--- INSTRUCTIONS TO FOLLOW ---
Set down a word-for-word copy of the data below, limited to the lines from the first through the line with "let subscriber = FmtSubscriber::builder()".

[Stored items]

//! Bookshelf - native entry point

#[cfg(not(target_arch = "wasm32"))]
fn main() -> anyhow::Result<()> {
    native::main()
}

#[cfg(target_arch = "wasm32")]
fn main() {}

#[cfg(not(target_arch = "wasm32"))]
mod native {
    use std::path::PathBuf;

    use anyhow::{Context, Result};
    use bookshelf_core::{load_config, ShelfSnapshot};
    use bookshelf_viewer::{app, snapshot};
    use clap::Parser;
    use tracing::{info, Level};
    use tracing_subscriber::FmtSubscriber;

    #[derive(Parser, Debug)]
    #[command(name = "bookshelf")]
    #[command(about = "3D bookshelf view of a task snapshot")]
    #[command(version)]
    struct Args {
        /// Path to configuration file
        #[arg(short, long, default_value = "bookshelf.toml")]
        config: PathBuf,

        /// Snapshot JSON to display (bundled demo shelf when omitted)
        #[arg(short, long)]
        snapshot: Option<PathBuf>,

        /// Log level (trace, debug, info, warn, error)
        #[arg(short, long, default_value = "info")]
        log_level: String,

        /// Write the default configuration to the config path and exit
        #[arg(long)]
        write_config: bool,
    }

    pub fn main() -> Result<()> {
        let args = Args::parse();

        let level = match args.log_level.to_lowercase().as_str() {
            "trace" => Level::TRACE,
            "debug" => Level::DEBUG,
            "info" => Level::INFO,
            "warn" => Level::WARN,
            "error" => Level::ERROR,
            _ => Level::INFO,
        };

        let subscriber = FmtSubscriber::builder()
            .with_max_level(level)
            .with_target(true)
            .finish();

        tracing::subscriber::set_global_default(subscriber)?;

        info!("Bookshelf v{}", env!("CARGO_PKG_VERSION"));

        if args.write_config {
            bookshelf_core::config::save_default_config(&args.config)
                .with_context(|| format!("writing {}", args.config.display()))?;
            info!(path = %args.config.display(), "Default configuration written");
            return Ok(());
        }

        let config = load_config(&args.config)?;

        let snapshot = match &args.snapshot {
            Some(path) => ShelfSnapshot::load(path)
                .with_context(|| format!("loading snapshot {}", path.display()))?,
            None => {
                info!("No snapshot given, showing the demo shelf");
                snapshot::demo_snapshot()?
            }
        };

        info!(
            categories = snapshot.categories.len(),
            tasks = snapshot.task_count(),
            "Starting viewer"
        );

        app::run(config, Some(snapshot));
        Ok(())
    }
}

--- RESULT FOR THIS EXERCISE ---
//! Bookshelf - native entry point

#[cfg(not(target_arch = "wasm32"))]
fn main() -> anyhow::Result<()> {
    native::main()
}

#[cfg(target_arch = "wasm32")]
fn main() {}

#[cfg(not(target_arch = "wasm32"))]
mod native {
    use std::path::PathBuf;

    use anyhow::{Context, Result};
    use bookshelf_core::{load_config, ShelfSnapshot};
    use bookshelf_viewer::{app, snapshot};
    use clap::Parser;
    use tracing::{info, Level};
    use tracing_subscriber::FmtSubscriber;

    #[derive(Parser, Debug)]
    #[command(name = "bookshelf")]
    #[command(about = "3D bookshelf view of a task snapshot")]
    #[command(version)]
    struct Args {
        /// Path to configuration file
        #[arg(short, long, default_value = "bookshelf.toml")]
        config: PathBuf,

        /// Snapshot JSON to display (bundled demo shelf when omitted)
        #[arg(short, long)]
        snapshot: Option<PathBuf>,

        /// Log level (trace, debug, info, warn, error)
        #[arg(short, long, default_value = "info")]
        log_level: String,

        /// Write the default configuration to the config path and exit
        #[arg(long)]
        write_config: bool,
    }

    pub fn main() -> Result<()> {
        let args = Args::parse();

        let level = match args.log_level.to_lowercase().as_str() {
            "trace" => Level::TRACE,
            "debug" => Level::DEBUG,
            "info" => Level::INFO,
            "warn" => Level::WARN,
            "error" => Level::ERROR,
            _ => Level::INFO,
        };

        let subscriber = FmtSubscriber::builder()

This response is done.